Buckle up friends, you’re going to want to make this no-bake strawberry crunch cheesecake ASAP! With graham cracker crust, creamy strawberry filling, and strawberry crunch topping, it’s ridiculously delicious and decadent. Make it for dinner parties, BBQs, holidays, and everything in-between!

A white plate with a slice of no-bake strawberry crunch cheesecake with graham cracker crust next to a whole cheesecake, pink wine glasses, and strawberries on a pink background.

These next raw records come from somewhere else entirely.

//! Tuning options for monitors, the registry and the pool.
//!
//! Every option has a default, so only the endpoint is mandatory.
//!
//! # Example
//!
//! ```ignore
//! use std::time::Duration;
//! use rpc_pubsub_pool::{MonitorOptions, PoolOptions};
//!
//! let options = PoolOptions::new()
//!     .with_max_connections(2)
//!     .with_monitor(MonitorOptions::new().with_failure_threshold(3));
//! ```

// ============================================================================
// Imports
// ============================================================================

use std::time::Duration;

use crate::error::{Error, Result};

// ============================================================================
// Defaults
// ============================================================================

/// Default number of physical connections per pool.
pub const DEFAULT_MAX_CONNECTIONS: usize = 3;

/// Default registry capacity when the registry is used on its own.
pub const DEFAULT_REGISTRY_CAPACITY: usize = 100;

/// Default registry capacity of a pool.
pub const DEFAULT_POOL_SUBSCRIPTIONS: usize = 200;

/// Default share of records evicted when the registry is full.
pub const DEFAULT_CLEANUP_RATIO: f64 = 0.1;

/// Default failures before the circuit breaker opens.
pub const DEFAULT_FAILURE_THRESHOLD: u32 = 5;

/// Default time the breaker stays open.
pub const DEFAULT_RECOVERY_TIMEOUT: Duration = Duration::from_secs(60);

/// Default first backoff delay.
pub const DEFAULT_BASE_DELAY: Duration = Duration::from_secs(1);

/// Default backoff cap.
pub const DEFAULT_MAX_DELAY: Duration = Duration::from_secs(30);

/// Default heartbeat period.
pub const DEFAULT_PING_INTERVAL: Duration = Duration::from_secs(30);

/// Default reconnect attempts before giving up.
pub const DEFAULT_MAX_RETRIES: u32 = 10;

/// Default upper bound of the random jitter added to each backoff delay.
pub const DEFAULT_JITTER_MAX: Duration = Duration::from_millis(1000);

/// Default pause between replayed subscribe requests.
pub const DEFAULT_REPLAY_INTERVAL: Duration = Duration::from_millis(50);

// ============================================================================
// MonitorOptions
// ============================================================================

/// Circuit breaker, backoff and heartbeat settings for one connection monitor.
#[derive(Debug, Clone, Copy, PartialEq, Eq)]
pub struct MonitorOptions {
    /// Failures before the breaker opens.
    pub failure_threshold: u32,

    /// How long an open breaker suppresses connection attempts.
    pub recovery_timeout: Duration,

    /// Backoff delay of the first retry.
    pub base_delay: Duration,

    /// Cap on the exponential backoff delay (before jitter).
    pub max_delay: Duration,

    /// Heartbeat period.
    pub ping_interval: Duration,

    /// Reconnect attempts before the monitor gives up.
    pub max_retries: u32,

    /// Upper bound of the uniform jitter added to each backoff delay.
    pub jitter_max: Duration,
}

impl Default for MonitorOptions {
    fn default() -> Self {
        Self::new()
    }
}

impl MonitorOptions {
    /// Creates options with default settings.
    #[inline]
    #[must_use]
    pub const fn new() -> Self {
        Self {
            failure_threshold: DEFAULT_FAILURE_THRESHOLD,
            recovery_timeout: DEFAULT_RECOVERY_TIMEOUT,
            base_delay: DEFAULT_BASE_DELAY,
            max_delay: DEFAULT_MAX_DELAY,
            ping_interval: DEFAULT_PING_INTERVAL,
            max_retries: DEFAULT_MAX_RETRIES,
            jitter_max: DEFAULT_JITTER_MAX,
        }
    }

    /// Sets the failure threshold.
    #[inline]
    #[must_use]
    pub fn with_failure_threshold(mut self, threshold: u32) -> Self {
        self.failure_threshold = threshold;
        self
    }

    /// Sets the recovery timeout.
    #[inline]
    #[must_use]
    pub fn with_recovery_timeout(mut self, timeout: Duration) -> Self {
        self.recovery_timeout = timeout;
        self
    }

    /// Sets the base and maximum backoff delays.
    #[inline]
    #[must_use]
    pub fn with_backoff(mut self, base_delay: Duration, max_delay: Duration) -> Self {
        self.base_delay = base_delay;
        self.max_delay = max_delay;
        self
    }

    /// Sets the heartbeat period.
    #[inline]
    #[must_use]
    pub fn with_ping_interval(mut self, interval: Duration) -> Self {
        self.ping_interval = interval;
        self
    }

    /// Sets the retry limit.
    #[inline]
    #[must_use]
    pub fn with_max_retries(mut self, max_retries: u32) -> Self {
        self.max_retries = max_retries;
        self
    }

    /// Sets the jitter bound. `Duration::ZERO` disables jitter.
    #[inline]
    #[must_use]
    pub fn with_jitter_max(mut self, jitter_max: Duration) -> Self {
        self.jitter_max = jitter_max;
        self
    }

    /// Checks that every setting is usable.
    ///
    /// # Errors
    ///
    /// Returns [`Error::Config`] naming the first invalid setting.
    pub fn validate(&self) -> Result<()> {
        if self.failure_threshold == 0 {
            return Err(Error::config("failure_threshold must be at least 1"));
        }
        if self.base_delay > self.max_delay {
            return Err(Error::config(format!(
                "base_delay ({}ms) must not exceed max_delay ({}ms)",
                self.base_delay.as_millis(),
                self.max_delay.as_millis()
            )));
        }
        if self.ping_interval.is_zero() {
            return Err(Error::config("ping_interval must be non-zero"));
        }
        Ok(())
    }
}

// ============================================================================
// RegistryOptions
// ============================================================================

/// Capacity settings for the subscription registry.
#[derive(Debug, Clone, Copy, PartialEq)]
pub struct RegistryOptions {
    /// Maximum number of tracked subscriptions.
    pub max_subscriptions: usize,

    /// Share of records evicted (oldest first) when the registry is full.
    pub cleanup_ratio: f64,
}

impl Default for RegistryOptions {
    fn default() -> Self {
        Self {
            max_subscriptions: DEFAULT_REGISTRY_CAPACITY,
            cleanup_ratio: DEFAULT_CLEANUP_RATIO,
        }
    }
}

impl RegistryOptions {
    /// Creates options with the given capacity and the default cleanup ratio.
    #[inline]
    #[must_use]
    pub fn with_capacity(max_subscriptions: usize) -> Self {
        Self {
            max_subscriptions,
            ..Default::default()
        }
    }

    /// Sets the cleanup ratio.
    #[inline]
    #[must_use]
    pub fn with_cleanup_ratio(mut self, cleanup_ratio: f64) -> Self {
        self.cleanup_ratio = cleanup_ratio;
        self
    }

    /// Checks that every setting is usable.
    ///
    /// # Errors
    ///
    /// Returns [`Error::Config`] naming the first invalid setting.
    pub fn validate(&self) -> Result<()> {
        if self.max_subscriptions == 0 {
            return Err(Error::config("max_subscriptions must be at least 1"));
        }
        if !(0.0..=1.0).contains(&self.cleanup_ratio) {
            return Err(Error::config(format!(
                "cleanup_ratio must be within 0.0..=1.0, got {}",
                self.cleanup_ratio
            )));
        }
        Ok(())
    }
}

// ============================================================================
// PoolOptions
// ============================================================================

/// Settings for a connection pool and everything it owns.
#[derive(Debug, Clone, Copy, PartialEq)]
pub struct PoolOptions {
    /// Maximum number of physical connections.
    pub max_connections: usize,

    /// Pause between replayed subscribe requests.
    pub replay_interval: Duration,

    /// Settings for each connection monitor.
    pub monitor: MonitorOptions,

    /// Settings for the shared registry.
    pub registry: RegistryOptions,
}

impl Default for PoolOptions {
    fn default() -> Self {
        Self {
            max_connections: DEFAULT_MAX_CONNECTIONS,
            replay_interval: DEFAULT_REPLAY_INTERVAL,
            monitor: MonitorOptions::default(),
            registry: RegistryOptions::with_capacity(DEFAULT_POOL_SUBSCRIPTIONS),
        }
    }
}

impl PoolOptions {
    /// Creates options with default settings.
    #[inline]
    #[must_use]
    pub fn new() -> Self {
        Self::default()
    }

    /// Sets the maximum number of connections.
    #[inline]
    #[must_use]
    pub fn with_max_connections(mut self, max_connections: usize) -> Self {
        self.max_connections = max_connections;
        self
    }

    /// Sets the replay pacing.
    #[inline]
    #[must_use]
    pub fn with_replay_interval(mut self, interval: Duration) -> Self {
        self.replay_interval = interval;
        self
    }

    /// Replaces the monitor settings.
    #[inline]
    #[must_use]
    pub fn with_monitor(mut self, monitor: MonitorOptions) -> Self {
        self.monitor = monitor;
        self
    }

    /// Replaces the registry settings.
    #[inline]
    #[must_use]
    pub fn with_registry(mut self, registry: RegistryOptions) -> Self {
        self.registry = registry;
        self
    }

    /// Checks the pool settings and the nested monitor and registry settings.
    ///
    /// # Errors
    ///
    /// Returns [`Error::Config`] naming the first invalid setting.
    pub fn validate(&self) -> Result<()> {
        if self.max_connections == 0 {
            return Err(Error::config("max_connections must be at least 1"));
        }
        self.monitor.validate()?;
        self.registry.validate()
    }
}

// ============================================================================
// Tests
// ============================================================================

It seems that I’m on a mission to turn every summer strawberry I can get my hands on into some kind of dessert situation. I bought approximately a million pounds of strawberries at the farmer’s market last weekend and that’s all the excuse I needed.

Plus, it’s no secret that strawberries and cream cheese go together. My strawberry cheesecake bars and cream cheese strawberry danish are two of my most asked-for recipes after all. But what’s a girl to do when it’s sweaty and sticky and the damn air conditioner just won’t cool down her house?

No-bake, that’s what. Maybe it’s the light, mousse-y texture, maybe it’s that I don’t have to cry over a cracked top, but I love me a no-bake cheesecake. And if you were the kid whose go-to ice cream truck order was a Good Humor Strawberry Shortcake bar, then I can assure you that you’ll want to make this one. It’s pure decadence mixed with a good dose of childhood nostalgia!

You need to make this cheesecake

As a pastry school graduate, I have made many cheesecakes, no-bake and baked. But when it comes to a no-bake version, I’m fairly picky. I tested this recipe at least 4 times to get just the right texture for the filling – light, fluffy, and so creamy! I truly can’t stop thinking about it.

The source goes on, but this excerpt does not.